= 1967 Port Louis riots =

The 1967 Port Louis riots refer to a series of violent clashes and looting in the city of Port Louis, Mauritius.

==August 1967 Elections Riots==
The 7 August 1967 General Elections were held to determine the nation's support for independence from the British. On the afternoon of the election day, fighting broke out between Muslims against Creoles and Chinese in Constituency No. 3 (Port Louis Maritime and East). Mohamed's Muslim supporters of CAM clashed against Ah Chuen's Chinese and Duval's Creoles of PMSD. CAM supporters destroyed PMSD's cars, blocked roads and rumoured that CAM's Ibrahim Dawood was no longer running for office. Retaliation by PMSD soon followed as they burnt down a house and many civilians were assaulted.

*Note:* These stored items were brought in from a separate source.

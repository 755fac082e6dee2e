//! Render execution on this machine.
//!
//! - [`RenderSupervisor`]: launches the external renderer, follows its
//!   output and output folder, and turns the exit into a [`Result`].
//! - [`progress`]: output line classification and progress estimation.
//! - [`heartbeat`]: status lines for renders that have gone quiet.
//! - [`compose`]: optional post-processing of finished layer comps.
//!
//! The queue manager only sees the [`Renderer`] trait, so tests and other
//! backends can stand in for the real process.

use std::path::PathBuf;
use std::time::Duration;

use async_trait::async_trait;
use tokio::sync::mpsc;
use tokio_util::sync::CancellationToken;

use crate::error::Result;
use crate::render::RenderSettings;
use crate::scheduler::job::JobId;

pub mod compose;
pub mod heartbeat;
pub mod progress;
pub mod supervisor;

pub use compose::{CommandCompositor, Compositor};
pub use supervisor::RenderSupervisor;

#[derive(Debug, Clone)]
pub struct RenderRequest {
    pub job_id: JobId,
    pub project: PathBuf,
    pub settings: RenderSettings,
}

/// What a render reports while it runs.
#[derive(Debug, Clone, PartialEq)]
pub enum RenderEvent {
    Progress(f32),
    /// A renderer output line worth keeping.
    Output(String),
    /// A synthetic status line, e.g. while the renderer is quiet.
    Status(String),
    /// Per-job log file chosen for this attempt.
    LogFile(PathBuf),
}

#[derive(Debug, Clone)]
pub struct RenderSummary {
    pub elapsed: Duration,
    pub log_path: Option<PathBuf>,
    pub compositions: u32,
}

/// Runs one render attempt to completion.
///
/// Implementations report through `events` and must return
/// [`FarmError::RendererCancelled`](crate::error::FarmError::RendererCancelled)
/// once `cancel` fires, after stopping all work for the attempt.
#[async_trait]
pub trait Renderer: Send + Sync {
    async fn render(
        &self,
        request: RenderRequest,
        events: mpsc::UnboundedSender<RenderEvent>,
        cancel: CancellationToken,
    ) -> Result<RenderSummary>;
}
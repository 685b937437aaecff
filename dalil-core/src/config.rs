//! Dalil configuration
//!
//! ## Configuration Sources (in precedence order)
//!
//! 1. An explicit path (`--config`)
//! 2. `.dalil/config.yaml` - Project-level config
//! 3. `<config dir>/dalil/config.yaml` - Global config
//! 4. Built-in defaults
//!
//! ```yaml
//! catalog: ./data/catalog.yaml
//! shareBaseUrl: https://dalil.example.dz
//! downloadFormat: pdf
//! ```

use serde::{Deserialize, Serialize};
use std::path::{Path, PathBuf};
use thiserror::Error;
use tracing::debug;

use crate::detail::DetailConfig;

/// Project-level config location, relative to the working directory
pub const PROJECT_CONFIG_PATH: &str = ".dalil/config.yaml";

const CONFIG_FILE_NAME: &str = "config.yaml";

#[derive(Error, Debug)]
pub enum ConfigError {
    #[error("Failed to read config file: {path}")]
    Read {
        path: PathBuf,
        #[source]
        source: std::io::Error,
    },

    #[error("Failed to parse config file: {path}")]
    Parse {
        path: PathBuf,
        #[source]
        source: serde_yaml_ng::Error,
    },
}

#[derive(Debug, Clone, PartialEq, Eq, Serialize, Deserialize)]
#[serde(rename_all = "camelCase")]
pub struct DalilConfig {
    /// Catalog file to load; the built-in sample is used when unset
    #[serde(default)]
    pub catalog: Option<PathBuf>,

    /// Origin used to build share links
    #[serde(default = "default_share_base_url")]
    pub share_base_url: String,

    /// Format requested by download actions
    #[serde(default = "default_download_format")]
    pub download_format: String,
}

fn default_share_base_url() -> String {
    DetailConfig::default().share_base_url
}

fn default_download_format() -> String {
    DetailConfig::default().download_format
}

impl Default for DalilConfig {
    fn default() -> Self {
        Self {
            catalog: None,
            share_base_url: default_share_base_url(),
            download_format: default_download_format(),
        }
    }
}

impl DalilConfig {
    /// Parse a YAML config document
    pub fn from_yaml(content: &str, path: &Path) -> Result<Self, ConfigError> {
        serde_yaml_ng::from_str(content).map_err(|source| ConfigError::Parse {
            path: path.to_path_buf(),
            source,
        })
    }

    /// Load a config file
    ///
    /// A relative `catalog` path is resolved against the file's directory.
    pub fn load_from_path(path: &Path) -> Result<Self, ConfigError> {
        let content = std::fs::read_to_string(path).map_err(|source| ConfigError::Read {
            path: path.to_path_buf(),
            source,
        })?;

        let mut config = Self::from_yaml(&content, path)?;
        if let (Some(catalog), Some(base)) = (&config.catalog, path.parent()) {
            if catalog.is_relative() {
                config.catalog = Some(base.join(catalog));
            }
        }

        debug!(path = %path.display(), "Loaded config");
        Ok(config)
    }

    /// Resolve configuration from the standard locations
    ///
    /// An explicit path must exist. Otherwise the first existing file among
    /// the project and global locations wins, falling back to defaults.
    pub fn load(explicit: Option<&Path>) -> Result<Self, ConfigError> {
        if let Some(path) = explicit {
            return Self::load_from_path(path);
        }

        let candidates = [Some(PathBuf::from(PROJECT_CONFIG_PATH)), global_config_path()];
        for candidate in candidates.into_iter().flatten() {
            if candidate.is_file() {
                return Self::load_from_path(&candidate);
            }
        }

        debug!("No config file found, using defaults");
        Ok(Self::default())
    }

    /// Settings for the detail synthesizer
    pub fn detail_config(&self) -> DetailConfig {
        DetailConfig {
            share_base_url: self.share_base_url.clone(),
            download_format: self.download_format.clone(),
        }
    }
}

/// Global config file location, if the platform has a config directory
pub fn global_config_path() -> Option<PathBuf> {
    directories::ProjectDirs::from("dz", "dalil", "dalil")
        .map(|dirs| dirs.config_dir().join(CONFIG_FILE_NAME))
}

#[cfg(test)]
mod config_tests {
    use super::*;
    use pretty_assertions::assert_eq;
    use tempfile::TempDir;

    #[test]
    fn test_defaults() {
        let config = DalilConfig::default();
        assert_eq!(config.catalog, None);
        assert_eq!(config.detail_config(), DetailConfig::default());
    }

    #[test]
    fn test_partial_document_uses_defaults() {
        let config =
            DalilConfig::from_yaml("downloadFormat: docx\n", Path::new("config.yaml")).unwrap();
        assert_eq!(config.download_format, "docx");
        assert_eq!(config.share_base_url, "https://dalil.local");
    }

    #[test]
    fn test_relative_catalog_resolved_against_config_dir() {
        let dir = TempDir::new().unwrap();
        let path = dir.path().join("config.yaml");
        std::fs::write(&path, "catalog: data/catalog.yaml\n").unwrap();

        let config = DalilConfig::load_from_path(&path).unwrap();
        assert_eq!(config.catalog, Some(dir.path().join("data/catalog.yaml")));
    }

    #[test]
    fn test_explicit_missing_file_is_an_error() {
        let dir = TempDir::new().unwrap();
        let missing = dir.path().join("nope.yaml");
        assert!(matches!(
            DalilConfig::load(Some(&missing)),
            Err(ConfigError::Read { .. })
        ));
    }

    #[test]
    fn test_malformed_file_is_a_parse_error() {
        let dir = TempDir::new().unwrap();
        let path = dir.path().join("config.yaml");
        std::fs::write(&path, "shareBaseUrl: [unclosed\n").unwrap();

        let err = DalilConfig::load_from_path(&path).unwrap_err();
        assert!(matches!(err, ConfigError::Parse { .. }));
        assert!(err.to_string().contains("config.yaml"));
    }
}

The Police Riot Unit (PRU) and Special Mobile Force (SMF) had to intervene and tear gas was used to bring the crowds under control.

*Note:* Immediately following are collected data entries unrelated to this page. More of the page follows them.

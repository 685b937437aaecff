//! Dalil catalog commands
//!
//! The terminal counterpart of the catalog screen: a search box, facet
//! selectors, a sort choice, the result list, and the detail overlay.

use anyhow::{Context, Result};
use clap::Subcommand;
use tabled::{
    settings::{object::Rows, Alignment, Modify, Style},
    Table, Tabled,
};

use dalil_core::catalog::{Catalog, CatalogRecord, RecordKind};
use dalil_core::detail::{DetailBody, DetailDocument, DetailSynthesizer, MetadataEntry};
use dalil_core::filter::{facet_options, Facet, FilterEngine, FilterUpdate, SortSpec};
use dalil_core::DalilConfig;

#[derive(Subcommand, Debug)]
pub enum CatalogCommand {
    /// Search and filter the catalog
    Search {
        /// Search query (matches title, description, category)
        query: Option<String>,

        /// Secondary quick-search text, combined with the query
        #[clap(long)]
        quick: Option<String>,

        /// Filter by type ("all" for any)
        #[clap(long = "type")]
        record_type: Option<String>,

        /// Filter by status ("all" for any)
        #[clap(long)]
        status: Option<String>,

        /// Filter by digitization level: yes, partially, no ("all" for any)
        #[clap(long)]
        digitization: Option<String>,

        /// Sort as field[:asc|desc], e.g. popularity:desc
        #[clap(long)]
        sort: Option<SortSpec>,

        /// Output results as JSON
        #[clap(long)]
        json: bool,
    },

    /// Show the detailed view of a record
    Show {
        /// Record id
        id: u64,

        /// Output as JSON
        #[clap(long)]
        json: bool,
    },

    /// Trigger an action on a record and print the resulting event
    Action {
        /// Record id
        id: u64,

        /// Action key (download, share, print, favorite, locate, estimate_cost)
        key: String,
    },

    /// List the options available for each facet
    Facets,
}

impl CatalogCommand {
    pub fn execute(self, catalog: Catalog, config: &DalilConfig) -> Result<()> {
        match self {
            CatalogCommand::Search {
                query,
                quick,
                record_type,
                status,
                digitization,
                sort,
                json,
            } => {
                let mut engine = FilterEngine::new(catalog);
                if let Some(query) = query {
                    engine.set_search_text(query);
                }
                if let Some(quick) = quick {
                    engine.set_quick_search_text(quick);
                }
                engine.apply_filter_update(&FilterUpdate {
                    record_type,
                    status,
                    digitization,
                });
                engine.apply_sort(sort);
                execute_search(&engine, json)
            }
            CatalogCommand::Show { id, json } => {
                let synthesizer = DetailSynthesizer::new(config.detail_config());
                execute_show(&catalog, &synthesizer, id, json)
            }
            CatalogCommand::Action { id, key } => {
                let synthesizer = DetailSynthesizer::new(config.detail_config());
                execute_action(&catalog, &synthesizer, id, &key)
            }
            CatalogCommand::Facets => execute_facets(),
        }
    }
}

/// Table row for search results
#[derive(Tabled)]
struct SearchResultRow {
    #[tabled(rename = "ID")]
    id: u64,
    #[tabled(rename = "Title")]
    title: String,
    #[tabled(rename = "Category")]
    category: String,
    #[tabled(rename = "Status")]
    status: String,
    #[tabled(rename = "Digitized")]
    digitization: &'static str,
    #[tabled(rename = "Duration")]
    duration: String,
}

impl From<&CatalogRecord> for SearchResultRow {
    fn from(record: &CatalogRecord) -> Self {
        Self {
            id: record.id,
            title: truncate(&record.title, 40),
            category: record.category.clone(),
            status: record.status.clone(),
            digitization: record.digitization.label(),
            duration: record.duration.clone().unwrap_or_else(|| "-".to_string()),
        }
    }
}

fn truncate(text: &str, max_chars: usize) -> String {
    if text.chars().count() > max_chars {
        let kept: String = text.chars().take(max_chars - 3).collect();
        format!("{kept}...")
    } else {
        text.to_string()
    }
}

fn execute_search(engine: &FilterEngine, json_output: bool) -> Result<()> {
    let results = engine.visible_records();

    if json_output {
        let output = serde_json::json!({
            "count": engine.count(),
            "selection": engine.selection(),
            "sort": engine.sort().map(|s| s.to_string()),
            "records": results,
        });
        println!("{}", serde_json::to_string_pretty(&output)?);
        return Ok(());
    }

    println!("{} {}", engine.count(), results_label(engine.catalog()));
    if results.is_empty() {
        return Ok(());
    }

    let rows: Vec<SearchResultRow> = results.into_iter().map(SearchResultRow::from).collect();
    let table = Table::new(&rows)
        .with(Style::rounded())
        .with(Modify::new(Rows::first()).with(Alignment::center()))
        .to_string();

    println!("\n{table}");
    Ok(())
}

/// Result-count label matching what the catalog holds
fn results_label(catalog: &Catalog) -> &'static str {
    let has = |kind: RecordKind| catalog.records().iter().any(|r| r.kind == kind);
    match (has(RecordKind::Procedure), has(RecordKind::LegalText)) {
        (false, true) => "texte(s) trouvé(s)",
        (true, true) => "résultat(s) trouvé(s)",
        _ => "procédure(s) trouvée(s)",
    }
}

fn find_record(catalog: &Catalog, id: u64) -> Result<&CatalogRecord> {
    catalog
        .get(id)
        .with_context(|| format!("Record {id} not found in catalog"))
}

fn execute_show(
    catalog: &Catalog,
    synthesizer: &DetailSynthesizer,
    id: u64,
    json_output: bool,
) -> Result<()> {
    let record = find_record(catalog, id)?;
    let doc = synthesizer.open_detail(record);

    if json_output {
        println!("{}", serde_json::to_string_pretty(&doc)?);
    } else {
        print_document(&doc);
    }
    Ok(())
}

fn print_document(doc: &DetailDocument) {
    println!();
    println!("{}", doc.title);
    println!("{}", "=".repeat(doc.title.chars().count()));

    for section in &doc.metadata {
        println!();
        println!("{}:", section.heading);
        for entry in &section.entries {
            match entry {
                MetadataEntry::Field(field) => println!("  {}: {}", field.label, field.value),
                MetadataEntry::Item { text } => println!("  - {text}"),
            }
        }
    }

    println!();
    match &doc.body {
        DetailBody::Procedure {
            heading,
            description,
            steps_heading,
            steps,
        } => {
            println!("{heading}:");
            println!("  {description}");
            println!();
            println!("{steps_heading}:");
            for step in steps {
                println!("  {}. {}", step.number, step.title);
                println!("     {}", step.detail);
            }
        }
        DetailBody::LegalText { heading, chapters } => {
            println!("{heading}:");
            for chapter in chapters {
                println!();
                println!("  {}", chapter.title);
                for article in &chapter.articles {
                    for (i, paragraph) in article.paragraphs.iter().enumerate() {
                        if i == 0 {
                            println!("  {} : {}", article.label, paragraph);
                        } else {
                            println!("  {paragraph}");
                        }
                    }
                }
            }
        }
    }

    println!();
    println!("Actions:");
    for action in &doc.actions {
        println!("  {:<14} {}", action.key.as_str(), action.label);
    }
}

fn execute_action(
    catalog: &Catalog,
    synthesizer: &DetailSynthesizer,
    id: u64,
    key: &str,
) -> Result<()> {
    let record = find_record(catalog, id)?;
    let event = synthesizer.invoke_action(record, key)?;
    println!("{}", serde_json::to_string_pretty(&event)?);
    Ok(())
}

fn execute_facets() -> Result<()> {
    for facet in Facet::ALL {
        println!("{facet}:");
        for option in facet_options(facet) {
            println!("  {:<10} {}", option.id, option.label);
        }
    }
    Ok(())
}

==September & October 1967 Riots==
The government of Mauritius dismissed 10,000 relief workers and soon protesters started to demonstrate in the streets of Port Louis to protest against the loss of their jobs. In the five months leading up to the August 1967 elections, the Labour government had increased the number of relief workers by more than 60% (from 19,290 to 30,887). Many had been waiting at Line Barracks (Police Headquarters) for their pay. The protesters damaged police vehicles, blocked roads and threw rocks at the police. 73 protesters were eventually arrested.

In early October 1967, teenagers assembled at the Employment Exchange in Port Louis to express their interests in finding employment. However, the office was soon ransacked and destroyed by the angry crowd. They blocked roads and armed police had to intervene to restore peace.